▶ _Assignment_: Which lines of the records contain the word "NoTrainingData"? Copy each one.

(Collected data entries)
┄┄┄┄┄┄

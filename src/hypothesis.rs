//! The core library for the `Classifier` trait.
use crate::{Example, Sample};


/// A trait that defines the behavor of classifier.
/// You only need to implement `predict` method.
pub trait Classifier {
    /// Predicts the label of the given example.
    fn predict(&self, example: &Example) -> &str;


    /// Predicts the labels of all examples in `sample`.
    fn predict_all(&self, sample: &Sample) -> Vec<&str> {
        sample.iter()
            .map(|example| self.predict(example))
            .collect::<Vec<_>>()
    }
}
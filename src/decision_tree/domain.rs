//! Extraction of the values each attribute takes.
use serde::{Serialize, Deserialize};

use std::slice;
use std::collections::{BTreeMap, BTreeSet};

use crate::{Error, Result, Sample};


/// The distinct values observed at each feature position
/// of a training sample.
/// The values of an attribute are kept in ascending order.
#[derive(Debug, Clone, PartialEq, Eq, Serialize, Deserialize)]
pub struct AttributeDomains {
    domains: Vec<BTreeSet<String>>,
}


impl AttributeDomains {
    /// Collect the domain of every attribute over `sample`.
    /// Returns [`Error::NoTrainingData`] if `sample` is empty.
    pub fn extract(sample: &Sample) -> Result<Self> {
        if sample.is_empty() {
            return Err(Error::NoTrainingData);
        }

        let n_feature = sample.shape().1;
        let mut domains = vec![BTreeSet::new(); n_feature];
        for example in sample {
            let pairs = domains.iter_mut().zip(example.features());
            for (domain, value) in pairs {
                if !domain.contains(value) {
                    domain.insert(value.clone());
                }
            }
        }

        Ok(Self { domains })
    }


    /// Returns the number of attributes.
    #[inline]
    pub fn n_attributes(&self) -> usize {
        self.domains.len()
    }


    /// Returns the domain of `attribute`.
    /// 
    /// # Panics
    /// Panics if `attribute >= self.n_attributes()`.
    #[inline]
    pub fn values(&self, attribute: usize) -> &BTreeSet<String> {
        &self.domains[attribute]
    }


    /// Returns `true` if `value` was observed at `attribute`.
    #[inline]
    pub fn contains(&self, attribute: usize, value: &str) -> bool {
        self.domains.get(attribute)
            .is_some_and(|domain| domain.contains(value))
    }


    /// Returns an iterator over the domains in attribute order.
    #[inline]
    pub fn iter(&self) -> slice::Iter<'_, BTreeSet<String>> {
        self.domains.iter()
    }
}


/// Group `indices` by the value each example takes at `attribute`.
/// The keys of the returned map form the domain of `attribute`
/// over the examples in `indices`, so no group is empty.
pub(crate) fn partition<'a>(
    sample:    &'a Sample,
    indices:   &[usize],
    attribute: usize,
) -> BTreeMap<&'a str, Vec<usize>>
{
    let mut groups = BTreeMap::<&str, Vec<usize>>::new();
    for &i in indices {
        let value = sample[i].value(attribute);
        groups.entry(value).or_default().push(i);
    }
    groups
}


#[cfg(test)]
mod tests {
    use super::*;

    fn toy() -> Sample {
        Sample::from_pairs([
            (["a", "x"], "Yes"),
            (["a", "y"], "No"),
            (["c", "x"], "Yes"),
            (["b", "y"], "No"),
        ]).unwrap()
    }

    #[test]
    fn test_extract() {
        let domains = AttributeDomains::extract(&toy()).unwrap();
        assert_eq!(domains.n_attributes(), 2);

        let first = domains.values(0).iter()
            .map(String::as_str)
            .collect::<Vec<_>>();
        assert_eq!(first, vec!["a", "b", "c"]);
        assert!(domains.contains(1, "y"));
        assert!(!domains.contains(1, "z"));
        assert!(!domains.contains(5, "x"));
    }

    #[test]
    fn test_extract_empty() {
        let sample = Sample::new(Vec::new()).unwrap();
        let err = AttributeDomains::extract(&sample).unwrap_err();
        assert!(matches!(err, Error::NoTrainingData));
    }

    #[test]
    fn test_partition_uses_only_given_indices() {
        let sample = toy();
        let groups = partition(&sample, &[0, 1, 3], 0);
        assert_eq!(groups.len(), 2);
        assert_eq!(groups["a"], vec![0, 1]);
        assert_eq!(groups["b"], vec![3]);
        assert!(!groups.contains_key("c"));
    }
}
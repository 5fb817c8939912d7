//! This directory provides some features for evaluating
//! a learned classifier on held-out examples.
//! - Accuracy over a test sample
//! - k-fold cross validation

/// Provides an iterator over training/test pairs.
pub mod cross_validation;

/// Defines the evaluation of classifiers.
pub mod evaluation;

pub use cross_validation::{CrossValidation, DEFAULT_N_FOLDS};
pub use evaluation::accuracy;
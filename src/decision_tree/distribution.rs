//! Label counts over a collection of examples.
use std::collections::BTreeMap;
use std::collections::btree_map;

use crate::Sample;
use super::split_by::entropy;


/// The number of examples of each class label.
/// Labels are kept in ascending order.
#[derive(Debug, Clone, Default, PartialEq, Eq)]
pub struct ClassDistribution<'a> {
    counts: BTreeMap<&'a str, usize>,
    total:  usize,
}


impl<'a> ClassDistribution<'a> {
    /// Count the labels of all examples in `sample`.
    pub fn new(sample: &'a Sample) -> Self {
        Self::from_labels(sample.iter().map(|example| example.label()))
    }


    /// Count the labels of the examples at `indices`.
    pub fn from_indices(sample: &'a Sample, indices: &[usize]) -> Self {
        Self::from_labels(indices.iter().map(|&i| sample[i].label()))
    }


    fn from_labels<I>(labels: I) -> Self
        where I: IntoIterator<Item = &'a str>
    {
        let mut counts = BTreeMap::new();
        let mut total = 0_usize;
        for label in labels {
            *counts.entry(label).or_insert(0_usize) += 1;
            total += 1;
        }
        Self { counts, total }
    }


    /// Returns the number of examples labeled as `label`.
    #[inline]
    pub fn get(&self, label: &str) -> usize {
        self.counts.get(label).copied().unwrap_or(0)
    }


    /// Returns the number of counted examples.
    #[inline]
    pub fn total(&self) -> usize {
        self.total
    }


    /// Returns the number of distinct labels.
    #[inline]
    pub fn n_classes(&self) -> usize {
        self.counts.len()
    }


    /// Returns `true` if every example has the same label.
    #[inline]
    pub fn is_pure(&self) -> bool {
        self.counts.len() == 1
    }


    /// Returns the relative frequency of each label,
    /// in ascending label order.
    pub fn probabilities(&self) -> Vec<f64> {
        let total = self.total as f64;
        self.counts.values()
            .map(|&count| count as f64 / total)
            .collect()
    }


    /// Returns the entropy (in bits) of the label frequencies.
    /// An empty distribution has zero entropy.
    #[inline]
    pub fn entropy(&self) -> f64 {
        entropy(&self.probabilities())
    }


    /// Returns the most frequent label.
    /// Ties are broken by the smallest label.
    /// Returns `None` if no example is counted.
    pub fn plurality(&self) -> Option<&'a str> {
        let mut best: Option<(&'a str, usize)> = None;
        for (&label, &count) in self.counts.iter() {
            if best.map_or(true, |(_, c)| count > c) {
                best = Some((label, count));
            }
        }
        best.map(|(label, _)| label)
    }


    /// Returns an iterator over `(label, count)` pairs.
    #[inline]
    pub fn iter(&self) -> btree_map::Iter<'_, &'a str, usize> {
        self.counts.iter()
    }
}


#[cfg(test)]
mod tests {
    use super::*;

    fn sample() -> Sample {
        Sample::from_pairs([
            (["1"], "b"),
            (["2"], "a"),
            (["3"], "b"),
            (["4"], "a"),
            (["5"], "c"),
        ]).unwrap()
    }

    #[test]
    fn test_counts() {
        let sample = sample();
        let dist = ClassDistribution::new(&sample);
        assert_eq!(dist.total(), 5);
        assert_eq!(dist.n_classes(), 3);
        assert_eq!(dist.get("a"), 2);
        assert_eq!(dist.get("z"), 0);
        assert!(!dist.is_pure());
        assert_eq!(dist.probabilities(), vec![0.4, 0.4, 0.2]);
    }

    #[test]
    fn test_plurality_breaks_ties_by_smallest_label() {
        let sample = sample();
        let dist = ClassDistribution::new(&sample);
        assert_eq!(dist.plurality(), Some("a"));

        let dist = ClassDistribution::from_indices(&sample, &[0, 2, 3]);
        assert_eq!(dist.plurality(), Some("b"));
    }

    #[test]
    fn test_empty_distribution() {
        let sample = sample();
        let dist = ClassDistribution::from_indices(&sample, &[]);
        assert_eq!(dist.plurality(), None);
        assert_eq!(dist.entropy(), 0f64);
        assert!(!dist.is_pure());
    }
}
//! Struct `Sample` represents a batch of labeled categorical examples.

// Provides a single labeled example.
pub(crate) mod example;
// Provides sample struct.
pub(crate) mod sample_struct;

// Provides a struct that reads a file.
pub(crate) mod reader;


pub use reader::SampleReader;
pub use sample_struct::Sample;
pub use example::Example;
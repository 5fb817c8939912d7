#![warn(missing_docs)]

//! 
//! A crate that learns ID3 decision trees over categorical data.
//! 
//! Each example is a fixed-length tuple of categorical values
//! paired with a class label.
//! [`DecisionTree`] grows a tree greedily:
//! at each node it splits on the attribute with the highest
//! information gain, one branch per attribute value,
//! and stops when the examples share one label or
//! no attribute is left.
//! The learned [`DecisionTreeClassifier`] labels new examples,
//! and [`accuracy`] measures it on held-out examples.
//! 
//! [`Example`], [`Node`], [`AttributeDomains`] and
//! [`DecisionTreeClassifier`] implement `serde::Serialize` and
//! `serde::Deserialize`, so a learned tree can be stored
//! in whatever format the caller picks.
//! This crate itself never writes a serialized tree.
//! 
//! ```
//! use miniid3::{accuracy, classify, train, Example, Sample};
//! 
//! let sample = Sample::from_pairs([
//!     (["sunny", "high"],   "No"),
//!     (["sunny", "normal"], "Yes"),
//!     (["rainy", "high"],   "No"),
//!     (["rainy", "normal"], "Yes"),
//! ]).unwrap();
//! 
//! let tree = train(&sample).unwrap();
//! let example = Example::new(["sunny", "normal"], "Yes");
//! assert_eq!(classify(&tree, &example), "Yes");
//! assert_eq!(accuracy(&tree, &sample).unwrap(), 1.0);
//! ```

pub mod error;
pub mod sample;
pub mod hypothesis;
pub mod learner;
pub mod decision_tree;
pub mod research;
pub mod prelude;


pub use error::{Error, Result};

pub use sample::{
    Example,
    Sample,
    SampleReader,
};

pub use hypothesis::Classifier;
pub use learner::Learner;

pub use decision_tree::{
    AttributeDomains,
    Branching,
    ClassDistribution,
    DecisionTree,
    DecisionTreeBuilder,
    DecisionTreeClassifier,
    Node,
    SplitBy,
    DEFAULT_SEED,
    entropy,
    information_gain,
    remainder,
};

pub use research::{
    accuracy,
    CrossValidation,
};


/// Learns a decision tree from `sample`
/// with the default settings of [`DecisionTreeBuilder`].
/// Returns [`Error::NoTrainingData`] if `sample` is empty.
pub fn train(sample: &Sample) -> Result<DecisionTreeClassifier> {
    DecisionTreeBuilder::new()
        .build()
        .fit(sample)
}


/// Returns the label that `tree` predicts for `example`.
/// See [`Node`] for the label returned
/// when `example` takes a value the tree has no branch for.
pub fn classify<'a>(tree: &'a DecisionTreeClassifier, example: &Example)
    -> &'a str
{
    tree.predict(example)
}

┄┄┄┄┄┄

▶ _Task result_:
    /// Returns [`Error::NoTrainingData`] if `sample` is empty.
            return Err(Error::NoTrainingData);
        assert!(matches!(err, Error::NoTrainingData));
/// Returns [`Error::NoTrainingData`] if `sample` is empty.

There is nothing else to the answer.